If you would rather knit something besides mice, Country Knitting of Maine combines a hat contest with a project called "Keeping Maine Warm" to provide hats to the needy. Project Linus provides blankets to children to help with traumatic situations. Another worthwhile cause is to provide head-coverings to cancer patients who lose their hair. I have been there, as have many of you, and I know that soft, warm head-coverings can add a lot of comfort both physically and socially. Newborns in need accepts clothing & blankets for infants and preemies in difficult situations. The link marked "cancer caps" will take you to some info on that subject. The link marked "charity-suitable patterns" takes you to the page where my book "Great Knitted Gifts" and "Kangaroo Covers" are sold. Kangaroo covers has been popular with project Linus knitters. The bath turban in Great Knitted Gifts is a superior cancer cap. Keeping Maine Warm project linus charity suitable patterns cancer caps newborns in need

There are some surprise rewards in charity knitting beyond the obvious. It is a great way to keep the knitting room orderly [not that mine ever gets there] by using up odds and ends. It is also a great way to practice your knitting skills. Believe me, the recipients of these unexpected gifts are not in the mood to criticize! They will be grateful for whatever you do so feel free to use your charity work to build your confidence.
These are Angela's mice. Aren't they just perfect? The pattern is not difficult at all so you can have lots of fun knitting without stress. Also pictured are the turban and Kangaroo Covers pattern mentioned at left. Below right is Afghan for Everyone, also from Great Knitted Gifts and also great for project Linus. News and Views subscribers will find 2 hat pattern series running concurrently. These are also designed for charity knitting. They are "Stripping with our Clothes On" and "Hats with Character"



NIFTY NEW YARN--July 15 I have been looking for quite awhile for the perfect bulky yarn and I think I have found it at last! It's a luxury yarn at a moderate price. Merino/acrylic blend. Here is what I like: it's springy with nice memory. It knits easily on hand needles, on the Authentic Knitting Board and on the bulky knitting machine.

For the AKB use 1/2" spacer to get a nice robust double knitted fabric. It is easy to find and hook over the correct strand with this yarn. I have designed some slippers using this yarn for knitting on the AKB. The pattern will soon be available.

On the bulky knitting machine, use stitch size 10 and every other needle. Use weights, especially at the edges of the work. After the work is off of the machine, give it a lengthwise pull to get the stitches properly aligned. I am working on some slippers for the bulky machine.

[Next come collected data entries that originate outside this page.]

//! adminhub-sync - mirror remote collections into the local offline store
//!
//! Usage: `adminhub-sync [config.yml]`

use anyhow::Result;
use chrono::{DateTime, Utc};
use sqlx::sqlite::SqlitePool;
use std::path::PathBuf;
use std::sync::Arc;
use tracing_subscriber::{layer::SubscriberExt, util::SubscriberInitExt};

use adminhub::config::{Config, OfflineConfig};
use adminhub::models::{Post, StudyNote, Video};
use adminhub::offline::{
    open_local_pool, HttpRemote, LocalStore, OfflineCache, OfflineRecord, SqliteLocalStore,
};

struct SyncReport {
    collection: &'static str,
    result: Result<usize, String>,
    local: usize,
    last_synced_at: Option<DateTime<Utc>>,
}

#[tokio::main]
async fn main() -> Result<()> {
    tracing_subscriber::registry()
        .with(
            tracing_subscriber::EnvFilter::try_from_default_env()
                .unwrap_or_else(|_| "adminhub=info".into()),
        )
        .with(tracing_subscriber::fmt::layer())
        .init();

    let config_path = std::env::args()
        .nth(1)
        .map(PathBuf::from)
        .unwrap_or_else(|| PathBuf::from("config.yml"));
    let config = Config::load_with_env(&config_path)?;
    let offline = &config.offline;

    tracing::info!(
        remote = %offline.remote_url,
        local = %offline.local_path.display(),
        "Starting offline sync"
    );

    let pool = open_local_pool(&offline.local_path).await?;
    let client = HttpRemote::<Video>::client(offline)?;

    let reports = vec![
        sync_collection::<Video>(&client, offline, &pool, "videos").await?,
        sync_collection::<StudyNote>(&client, offline, &pool, "notes").await?,
        sync_collection::<Post>(&client, offline, &pool, "posts").await?,
    ];

    let mut failed = false;
    for report in &reports {
        let synced = report
            .last_synced_at
            .map(|t| t.to_rfc3339())
            .unwrap_or_else(|| "never".to_string());
        match &report.result {
            Ok(count) => println!("{:<8} synced {:>5} records (last sync {})", report.collection, count, synced),
            Err(e) => {
                failed = true;
                println!(
                    "{:<8} FAILED: {} ({} local records kept, last sync {})",
                    report.collection, e, report.local, synced
                );
            }
        }
    }

    pool.close().await;
    if failed {
        anyhow::bail!("One or more collections failed to sync");
    }
    Ok(())
}

async fn sync_collection<T: OfflineRecord>(
    client: &reqwest::Client,
    config: &OfflineConfig,
    pool: &SqlitePool,
    collection: &'static str,
) -> Result<SyncReport> {
    let store = Arc::new(SqliteLocalStore::<T>::new(pool.clone(), collection));
    let remote = Arc::new(HttpRemote::<T>::from_config(client.clone(), config, collection));
    let cache: OfflineCache<T> = OfflineCache::new(collection, remote, store.clone());

    let result = cache.refresh().await.map_err(|e| {
        tracing::warn!(collection, "Sync failed: {}", e);
        e.to_string()
    });

    Ok(SyncReport {
        collection,
        result,
        local: store.read_all().await?.len(),
        last_synced_at: store.last_synced_at().await?,
    })
}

The yarn comes from Turkey and will be direct shipped to you. From my yarn page [see link below] you can read more about shipping and get directly to the order page for Kuka bulky merino/acrylic. The yarn site in its entirety is enormous and confusing so on my yarn page I have provided a link directly to the correct yarn. You can buy any yarns you wish but be aware that I have not tried them ALL. I will review them here as I try more. My relationship with this company is what they call a "reseller" and what I would call selling on modest commission. So far, it seems to me to be a good, reliable yarn source. We'll see how it goes. Keep in touch and let me know what you think.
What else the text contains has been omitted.